Oceń
Xiao Qiumei z Chin prowadziła konto w mediach społecznościowych, które miało około 100 tysięcy obserwatorów. 23-latka była operatorką dźwigu i udostępniała filmy, w których opowiadała o swoim życiu i pracy. Nierzadko nagrywała wideo na dużych wysokościach.
23-letnia influencerka Xiao Qiumei zginęła w trakcie nagrywania filmu? Wstrząsające wideo trafiło do sieci
W ostatnim filmie 23-latka mówi do swoich widzów z miejsca, które przypomina kabinę dźwigu. Nagle pojawia się nowe ujęcie, na którym widać rozmazane obrazy i słychać krzyk przerażonej dziewczyny. Nieoficjalnie wiadomo, że jest to nagranie śmiertelnego upadku 23-latki z wysokości niemal 50 metrów. The Sun przytoczyło relacje świadków, którzy mówili, że Qiumei upadła na ziemię z telefonem w dłoni. Do wypadku miało dojść w miejscu jej pracy w mieście Quzhou o godzinie 17:40, kiedy większość pracowników poszła już do domu.
Rodzina zaprzecza jednak, by Qiumei kręciła film, schodząc z dźwigu. W swym oświadczeniu bliscy tragicznie zmarłej kobiety podkreślili, że była profesjonalistką, a w godzinach pracy nie korzystała z telefonu. Rodzina zaznaczyła, że 23-latka zginęła w wyniku nieszczęśliwego wypadku, który nie miał związku z nagrywanym filmem. Xiao Qiumei została już pochowana. Osierociła dwójkę dzieci.

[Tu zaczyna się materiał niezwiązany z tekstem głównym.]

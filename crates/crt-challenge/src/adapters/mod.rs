//! Infrastructure Adapters
//!
//! Implementations of the outbound ports (time, nonce generation).

mod nonce;
mod time;

pub use nonce::{FixedNonceSource, OsNonceSource};
pub use time::{ManualTimeSource, SystemTimeSource};
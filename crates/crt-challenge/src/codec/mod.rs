//! # Wire Codec
//!
//! Minimal tagged binary format shared by every implementation of the
//! challenge protocol. It is the MessagePack subset covering integers,
//! byte strings and UTF-8 strings, always written in canonical (smallest)
//! form.
//!
//! ## Modules
//!
//! - `format`: tag bytes and width thresholds
//! - `writer`: `WireWriter`, an append-only encoder
//! - `reader`: `WireReader`, a forward-only bounds-checked decoder
//!
//! ## Security Invariants
//!
//! - The reader never indexes past the end of its input
//! - Every length prefix is checked against the remaining input before use
//! - `bytes_consumed()` is exact, so callers can authenticate a prefix

pub mod format;
mod reader;
mod writer;

pub use reader::WireReader;
pub use writer::WireWriter;
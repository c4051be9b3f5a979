//! Staged construction of a [`Challenge`].
//!
//! # Example
//!
//! ```ignore
//! use crt_challenge::Challenge;
//!
//! let challenge = Challenge::builder()
//!     .unique_data(&nonce)
//!     .valid_from(now - 2)
//!     .valid_to(now + 20)
//!     .fingerprint(&key_fingerprint)
//!     .server_name("auth.example.net")
//!     .user_name("alice")
//!     .build()?;
//! ```

use super::challenge::Challenge;
use super::value_objects::FINGERPRINT_LEN;
use crate::error::ChallengeError;

/// Accumulates challenge fields without validating them.
///
/// All invariants are checked once, in [`ChallengeBuilder::build`], with
/// the same rules as [`Challenge::new`].
#[derive(Debug, Clone, Default)]
pub struct ChallengeBuilder {
    unique_data: Option<Vec<u8>>,
    valid_from: Option<u32>,
    valid_to: Option<u32>,
    fingerprint: Option<Vec<u8>>,
    server_name: Option<String>,
    user_name: Option<String>,
}

impl ChallengeBuilder {
    /// Create an empty builder
    pub fn new() -> Self {
        Self::default()
    }

    /// Set the 20 bytes of random unique data (copied).
    pub fn unique_data(mut self, data: &[u8]) -> Self {
        self.unique_data = Some(data.to_vec());
        self
    }

    pub fn valid_from(mut self, timestamp: u32) -> Self {
        self.valid_from = Some(timestamp);
        self
    }

    pub fn valid_to(mut self, timestamp: u32) -> Self {
        self.valid_to = Some(timestamp);
        self
    }

    /// Set the key fingerprint from key material (copied).
    ///
    /// Material longer than six bytes is truncated to its first six bytes.
    /// Shorter material is kept as is and rejected by `build()`. It is never
    /// zero-padded, which is stricter than crtauth builders that pad a short
    /// fingerprint to six bytes.
    pub fn fingerprint(mut self, material: &[u8]) -> Self {
        let len = material.len().min(FINGERPRINT_LEN);
        self.fingerprint = Some(material[..len].to_vec());
        self
    }

    pub fn server_name(mut self, name: impl Into<String>) -> Self {
        self.server_name = Some(name.into());
        self
    }

    pub fn user_name(mut self, name: impl Into<String>) -> Self {
        self.user_name = Some(name.into());
        self
    }

    /// Validate the accumulated fields and produce the challenge.
    pub fn build(self) -> Result<Challenge, ChallengeError> {
        let unique_data = self.unique_data.ok_or_else(|| missing("unique_data"))?;
        let valid_from = self.valid_from.ok_or_else(|| missing("valid_from"))?;
        let valid_to = self.valid_to.ok_or_else(|| missing("valid_to"))?;
        let fingerprint = self.fingerprint.ok_or_else(|| missing("fingerprint"))?;
        let server_name = self.server_name.ok_or_else(|| missing("server_name"))?;
        let user_name = self.user_name.ok_or_else(|| missing("user_name"))?;

        Challenge::new(
            &unique_data,
            valid_from,
            valid_to,
            &fingerprint,
            server_name,
            user_name,
        )
    }
}

fn missing(field: &'static str) -> ChallengeError {
    ChallengeError::invalid_field(field, "must be set")
}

Jak zauważa New York Post, Qiumei zyskała popularność, ponieważ przełamywała stereotyp operatora dźwigu, jako męskiego zawodu. Była drobną dziewczyną i „nie wyglądała nawet na swoje 23-lata”.
Śmierć Xiao Qiumei to kolejny tragiczny wypadek influencerki w ostatnim czasie. 10 lipca 32-letnia Sofia Cheung z Hongkongu, zginęła po upadku z klifu robiąc sobie selfie na Instagramie obok wodospadu.